**Problem description:** Copy out each line of the data that includes the string "DatabaseSettings".

**Dataset entries:**

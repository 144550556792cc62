//! rollguard.toml configuration parser.
//!
//! Durations are kept as the strings the operator wrote ("30s", "5m") and
//! parsed on access; `validate()` rejects any that do not parse so the
//! accessors can fall back to defaults without hiding typos.

use std::path::Path;
use std::time::Duration;

use serde::{Deserialize, Serialize};

use crate::duration::parse_duration;
use crate::error::ConfigError;
use crate::types::StrategyKind;

#[derive(Debug, Clone, Serialize, Deserialize)]
#[serde(default)]
pub struct RollguardConfig {
    /// Environment name; "production"/"prod" enables rollback confirmation.
    pub environment: String,
    pub namespace: String,
    /// Directory for the history database and backups.
    pub data_dir: String,
    pub workload: WorkloadConfig,
    pub rollout: RolloutSettings,
    pub health: HealthSettings,
    pub blue_green: BlueGreenSettings,
    pub canary: CanarySettings,
    pub triggers: TriggerSettings,
    pub rollback: RollbackSettings,
    pub database: DatabaseSettings,
    pub components: ComponentScopes,
}

impl Default for RollguardConfig {
    fn default() -> Self {
        Self {
            environment: "staging".to_string(),
            namespace: String::new(),
            data_dir: ".rollguard".to_string(),
            workload: WorkloadConfig::default(),
            rollout: RolloutSettings::default(),
            health: HealthSettings::default(),
            blue_green: BlueGreenSettings::default(),
            canary: CanarySettings::default(),
            triggers: TriggerSettings::default(),
            rollback: RollbackSettings::default(),
            database: DatabaseSettings::default(),
            components: ComponentScopes::default(),
        }
    }
}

**Result of the exercise:**
    pub database: DatabaseSettings,
            database: DatabaseSettings::default(),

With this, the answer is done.